Exercise goal:
I'd like every line in the following listing that holds "DataRegistry" copied.

Records supplied:

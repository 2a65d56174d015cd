//! Load a materialized model document from JSON.
//!
//! The extraction layer that reads the modeling tool's database lives
//! outside this crate; its output is a JSON document with the entity
//! rows and raw diagram geometry. This mirrors that contract with serde:
//! `#[serde(default)]` is used liberally so older documents with missing
//! optional fields keep loading.

use std::path::Path;

use serde::Deserialize;

use crate::error::ConvertError;
use crate::model::entities::{Connector, ConnectorDirection, Element, ElementKind, Package};
use crate::model::registry::DataRegistry;
use crate::model::tags::Tag;

use super::geometry::load_diagrams;
use super::{RawDiagram, RawDiagramLink, RawDiagramObject};

#[derive(Debug, Deserialize)]
pub struct PackageRow {
    pub id: i64,
    pub package_id: i64,
    pub name: String,
    pub guid: String,
    #[serde(default)]
    pub notes: Option<String>,
    #[serde(default)]
    pub path: Option<String>,
    #[serde(default)]
    pub tags: Vec<Tag>,
}

#[derive(Debug, Deserialize)]
pub struct ElementRow {
    pub id: i64,
    pub name: String,
    pub guid: String,
    pub kind: ElementKind,
    pub package_id: i64,
    #[serde(default)]
    pub notes: Option<String>,
    #[serde(default)]
    pub path: Option<String>,
    #[serde(default)]
    pub tags: Vec<Tag>,
}

#[derive(Debug, Deserialize)]
pub struct ConnectorRow {
    pub id: i64,
    #[serde(default)]
    pub name: String,
    pub guid: String,
    #[serde(default)]
    pub kind: String,
    pub source_id: i64,
    pub destination_id: i64,
    pub package_id: i64,
    #[serde(default)]
    pub notes: Option<String>,
    #[serde(default)]
    pub path: Option<String>,
    #[serde(default)]
    pub tags: Vec<Tag>,
    #[serde(default)]
    pub source_cardinality: String,
    #[serde(default)]
    pub destination_cardinality: String,
    #[serde(default)]
    pub source_role: String,
    #[serde(default)]
    pub destination_role: String,
    #[serde(default)]
    pub source_role_tags: Vec<Tag>,
    #[serde(default)]
    pub destination_role_tags: Vec<Tag>,
    #[serde(default)]
    pub association_class_id: Option<i64>,
    #[serde(default)]
    pub direction: ConnectorDirection,
}

/// Top-level model document produced by the extraction layer.
#[derive(Debug, Deserialize)]
pub struct ModelDocument {
    #[serde(default)]
    pub packages: Vec<PackageRow>,
    #[serde(default)]
    pub elements: Vec<ElementRow>,
    #[serde(default)]
    pub connectors: Vec<ConnectorRow>,
    #[serde(default)]
    pub diagrams: Vec<RawDiagram>,
    #[serde(default)]
    pub diagram_objects: Vec<RawDiagramObject>,
    #[serde(default)]
    pub diagram_links: Vec<RawDiagramLink>,
    pub target_diagram: i64,
}

/// Read and parse a model document from disk.
pub fn load_document(path: &Path) -> Result<ModelDocument, ConvertError> {
    let content = std::fs::read_to_string(path).map_err(|source| ConvertError::Io {
        path: path.to_path_buf(),
        source,
    })?;
    serde_json::from_str(&content).map_err(|source| ConvertError::Json {
        path: path.to_path_buf(),
        source,
    })
}

/// Build the in-memory registry from a parsed document, running diagram
/// geometry resolution as the final step.
pub fn build_registry(document: ModelDocument) -> DataRegistry {
    let mut model = DataRegistry {
        target_diagram_id: document.target_diagram,
        ..DataRegistry::default()
    };

    for row in document.packages {
        let mut package =
            Package::new(row.id, row.package_id, row.name, row.guid, row.notes).with_tags(row.tags);
        if let Some(path) = row.path {
            package.set_path(path);
        }
        model.packages.push(package);
    }

    for row in document.elements {
        let mut element = Element::new(
            row.id,
            row.name,
            row.guid,
            row.kind,
            row.package_id,
            row.notes,
        )
        .with_tags(row.tags);
        if let Some(path) = row.path {
            element.set_path(path);
        }
        model.elements.push(element);
    }

    for row in document.connectors {
        let mut connector = Connector::new(
            row.id,
            row.name,
            row.guid,
            row.kind,
            row.source_id,
            row.destination_id,
            row.package_id,
            row.direction,
            row.notes,
        )
        .with_tags(row.tags);
        connector.source_cardinality = row.source_cardinality;
        connector.destination_cardinality = row.destination_cardinality;
        connector.source_role = row.source_role;
        connector.destination_role = row.destination_role;
        connector.source_role_tags = row.source_role_tags;
        connector.destination_role_tags = row.destination_role_tags;
        connector.association_class_id = row.association_class_id;
        if let Some(path) = row.path {
            connector.set_path(path);
        }
        model.connectors.push(connector);
    }

    load_diagrams(
        document.diagrams,
        &document.diagram_objects,
        &document.diagram_links,
        &mut model,
    );

    model
}

/// Convenience: load a file straight into a registry.
pub fn load_model(path: &Path) -> Result<DataRegistry, ConvertError> {
    Ok(build_registry(load_document(path)?))
}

Expected answer:
use crate::model::registry::DataRegistry;
pub fn build_registry(document: ModelDocument) -> DataRegistry {
    let mut model = DataRegistry {
        ..DataRegistry::default()
pub fn load_model(path: &Path) -> Result<DataRegistry, ConvertError> {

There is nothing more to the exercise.